Frankie Valli é um astro do pop-rock norte-americano, com uma carreira similar a de muitos outros músicos de sucesso de sua época: infância pobre, início difícil, relacionamento conturbado com familiares e companheiros de percurso, postura de bom-moço frágil e várias décadas de altos e baixos profissionais. Por outro lado, autor de algumas das mais belas canções do século 20, apreciadas no mundo inteiro por muitos que nem sabem sua verdadeira origem. Jersey Boys: Em Busca da Música também poderia ser uma cinebiografia musical como muitas outras, mas tem algo que a diferencia e a coloca em consonância com o ritmo doce e profundo que levou Valli e sua banda ao estrelato: o talento de Clint Eastwood para desvendar os meandros humanos sem perder o aspecto pop.
Jersey Boys divide opiniões nos Estados Unidos desde antes da estreia, em 20 de junho. A proposta de adaptar um dos musicais mais famosos e premiados da Brodway na última década não foi bem recebida. Clint não vinha de uma boa experiência com seu J Edgar (2011) e a ideia de produzir um filme biográfico cujos biografados fazem parte da produção executiva também não agradou aos fãs do gênero mais apegados à realidade. Nas telas, os primeiros comentários acusaram Jersey Boys de ser uma colagem de apelos emocionais exagerados intercalados por musicas populares. Mas muitas das injustas reclamações se devem mais a preconceitos ideológicos e a uma ingênua repelência por um filme musical não tão “musical” assim – pelo menos não no formato do segmento – do que pela evidente qualidade técnica do longa.
Você não verá longas cenas de cantoria estimuladas por qualquer acontecimento cotidiano, a qualquer tempo e a qualquer hora. As inesquecíveis melodias do The Four Season estão totalmente introduzidas no enredo da trama, apenas salientadas como convém ao gênero. Antes que um musical, Jersey Boys é um drama humanista, que viaja pelas contradições íntimas do ser-humano frente a realização eminente de um grande sonho e, às vezes, trágicas consequências que ele acarreta. É neste ponto que o talento de Clint Eastwood se sobressai, respaldado por trabalhos magníficos que também buscavam o mesmo olhar intimista, como Menina de Ouro (2004) e Os Imperdoáveis (1992). Também é uma trama de frescor juvenil que o torna leve e divertido em muitos momentos.

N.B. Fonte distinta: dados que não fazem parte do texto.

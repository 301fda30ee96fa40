//! Core types for the stream gateway.
//!
//! This crate provides the fundamental building blocks:
//! - Wire types (`RequestObject`, `StreamResponse`, `ApiType`, `ResponseType`)
//! - `Identity` - Partially-known backend identity of a session
//! - `InboundMessage` - Tagged classification of inbound frames
//! - Upstream, token refresh and attachment traits

pub mod identity;
pub mod message;
pub mod protocol;
pub mod traits;

pub use identity::{Identity, IdentityKey, IdentityUpdate};
pub use message::{Attachment, DecodeError, Delivery, InboundMessage};
pub use protocol::{
    ApiType, InitConfig, RequestId, RequestObject, ResponseObject, ResponseType, StreamResponse,
};
pub use traits::{
    AttachmentError, AttachmentStore, FrameStream, RefreshError, TokenRefresher, TransportError,
    UpstreamClient, UpstreamConnector,
};
//! Correlation of outbound requests with their replies on the shared stream.

use std::{
    collections::HashMap,
    sync::{Arc, Mutex, PoisonError, Weak},
    time::Duration,
};

use stream_gateway_core::{Delivery, RequestId};
use tokio::sync::oneshot;

/// Correlation pool error.
#[derive(Debug, Clone, thiserror::Error, PartialEq, Eq)]
pub enum PoolError {
    #[error("Correlation id already registered: {0}")]
    DuplicateCorrelationId(RequestId),
    #[error("Correlation pool is closed")]
    Closed,
    #[error("Request {0} was cancelled before a reply arrived")]
    Cancelled(RequestId),
    #[error("Request {0} timed out")]
    TimedOut(RequestId),
}

/// What `resolve` did with a reply.
#[derive(Debug, Clone, Copy, PartialEq, Eq)]
pub enum Resolution {
    /// Handed to the waiter.
    Delivered,
    /// No waiter was registered under the id (never, or already resolved).
    Orphaned,
    /// The waiter gave up between lookup and hand-off.
    Abandoned,
}

#[derive(Default)]
struct Waiters {
    pending: HashMap<RequestId, oneshot::Sender<Delivery>>,
    closed: bool,
}

/// Maps outstanding request ids to their single waiter.
///
/// All mutation goes through one mutex, so `register`, `resolve` and
/// `cancel` for the same id never interleave.
#[derive(Default)]
pub struct CorrelationPool {
    waiters: Mutex<Waiters>,
}

impl CorrelationPool {
    #[must_use]
    pub fn new() -> Arc<Self> {
        Arc::new(Self::default())
    }

    /// Register a waiter for `id`.
    ///
    /// # Errors
    /// Returns `DuplicateCorrelationId` if `id` is already pending, or
    /// `Closed` after [`close`](Self::close).
    pub fn register(self: &Arc<Self>, id: &str) -> Result<PendingReply, PoolError> {
        let mut waiters = self.lock();
        if waiters.closed {
            return Err(PoolError::Closed);
        }
        if waiters.pending.contains_key(id) {
            tracing::warn!(request_id = %id, "Duplicate correlation id rejected");
            return Err(PoolError::DuplicateCorrelationId(id.to_string()));
        }
        let (tx, rx) = oneshot::channel();
        waiters.pending.insert(id.to_string(), tx);
        tracing::debug!(
            request_id = %id,
            pending = waiters.pending.len(),
            "Registered pending reply"
        );

        Ok(PendingReply {
            id: id.to_string(),
            rx,
            pool: Arc::downgrade(self),
        })
    }

    /// Deliver `reply` to the waiter registered under `id`, at most once.
    pub fn resolve(&self, id: &str, reply: Delivery) -> Resolution {
        let waiter = self.lock().pending.remove(id);
        match waiter {
            Some(tx) => {
                if tx.send(reply).is_ok() {
                    tracing::debug!(request_id = %id, "Reply delivered");
                    Resolution::Delivered
                } else {
                    tracing::debug!(request_id = %id, "Reply arrived after waiter gave up");
                    Resolution::Abandoned
                }
            }
            None => {
                tracing::warn!(
                    request_id = %id,
                    response_type = ?reply.frame.response_type,
                    "Orphaned reply discarded"
                );
                Resolution::Orphaned
            }
        }
    }

    /// Forget the waiter for `id`. Returns whether one was pending.
    pub fn cancel(&self, id: &str) -> bool {
        self.lock().pending.remove(id).is_some()
    }

    /// Reject further registrations and drop every pending waiter.
    ///
    /// Returns how many waiters were dropped; each observes `Cancelled`.
    pub fn close(&self) -> usize {
        let mut waiters = self.lock();
        waiters.closed = true;
        let dropped = waiters.pending.len();
        waiters.pending.clear();
        dropped
    }

    #[must_use]
    pub fn contains(&self, id: &str) -> bool {
        self.lock().pending.contains_key(id)
    }

    #[must_use]
    pub fn len(&self) -> usize {
        self.lock().pending.len()
    }

    #[must_use]
    pub fn is_empty(&self) -> bool {
        self.len() == 0
    }

    fn lock(&self) -> std::sync::MutexGuard<'_, Waiters> {
        self.waiters.lock().unwrap_or_else(PoisonError::into_inner)
    }
}

/// Waitable half of a registered correlation.
///
/// Dropping it without a reply removes the entry, so a late reply becomes an orphan.
#[derive(Debug)]
pub struct PendingReply {
    id: RequestId,
    rx: oneshot::Receiver<Delivery>,
    pool: Weak<CorrelationPool>,
}

impl PendingReply {
    #[must_use]
    pub fn id(&self) -> &str {
        &self.id
    }

    /// Wait for the reply.
    ///
    /// # Errors
    /// Returns `Cancelled` if the pool dropped the waiter.
    pub async fn wait(mut self) -> Result<Delivery, PoolError> {
        (&mut self.rx)
            .await
            .map_err(|_| PoolError::Cancelled(self.id.clone()))
    }

    /// Wait for the reply, giving up after `timeout` if one is set.
    ///
    /// # Errors
    /// Returns `TimedOut` when the deadline passes, `Cancelled` if the pool
    /// dropped the waiter.
    pub async fn wait_timeout(self, timeout: Option<Duration>) -> Result<Delivery, PoolError> {
        let Some(timeout) = timeout else {
            return self.wait().await;
        };
        let id = self.id.clone();
        tokio::time::timeout(timeout, self.wait())
            .await
            .unwrap_or(Err(PoolError::TimedOut(id)))
    }
}

impl Drop for PendingReply {
    fn drop(&mut self) {
        if let Some(pool) = self.pool.upgrade() {
            if pool.cancel(&self.id) {
                tracing::debug!(request_id = %self.id, "Pending reply abandoned");
            }
        }
    }
}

O filme é emocionante não devido a clichês sentimentais, mas pela identificação com personagens que encontram na música um caminho de autoidentificação ao mesmo tempo em que se distanciam do mundo que os produziu. A narrativa flutuante, protagonizada por cada personagem em diferentes momentos, leva o espectador a mergulhar ainda mais nos pontos de vista individuais, enriquecendo a mensagem de que, talvez, mais que a veracidade detalhista dos fatos, as consequências dos eventos é o que realmente importa na vida de cada um. Não espere por ineditismos: muitos dos recostos clássicos das cinebiografias de bandas estão lá, com as diversas contraposições subjetivas do sucesso, como as festas, brigas e famílias problemáticas, mas nada que comprometa o resultado final.
O filme é estrelado por John Lloyd Young, ator que se consagrou pelo mesmo papel nos palcos, trabalho que lhe rendeu o Tony Award o Oscar do teatro norte-americano. Além de um prazeroso talento para as telas, Young também de destaca por voz incrivelmente semelhante como a mítica vocalidade de Frankie Valli. A produção também conta com o premiado staff de Clint Eastwood, como o diretor de fotografia indicado ao Oscar, Tom Stern (A Troca, 2008), o designer de produção também indicado ao mesmo prêmio na mesma ocasião, James J. Murakami, o editor vencedor da estatueta Joel Cox (Os Imperdoáveis, 1992), além de roteiristas e produtores ligados a peça nova-iorquina. A presença do próprio Frankie Valli e de Bob Gaudio, compositor dos grandes sucessos do The Four Seasons, como produtores-executivos, apenas enriquecem e embasam a evolução da história.
Christopher Walken faz uma participação tímida, aquém de seu talento e do que poderia acrescentar. Seu personagem é mais uma contribuição luxuosa da produção do que uma necessidade dramática, mas que cumpre sua importância na trama ao construir um mafioso que dá o tom jovial do universo de incertezas que a fama impõe, ao mesmo tempo em que divide o processo de amadurecimento de Valli. Acima dele, um elenco semi-desconhecido do grande público, mas afinado e entrosado, faz uma interessante homenagem a cultura norte-americana e, sobretudo, a carreira de um dos mais importantes músicos vivos. O resultado é um Clint que deve disputar em muitas categorias na próxima premiação do Oscar. Em tempo, ao término do filme, curta o divertido show de encerramento durante a apresentação dos créditos. Este sim, um clássico dos musicais e um recado de Eastwood para os críticos.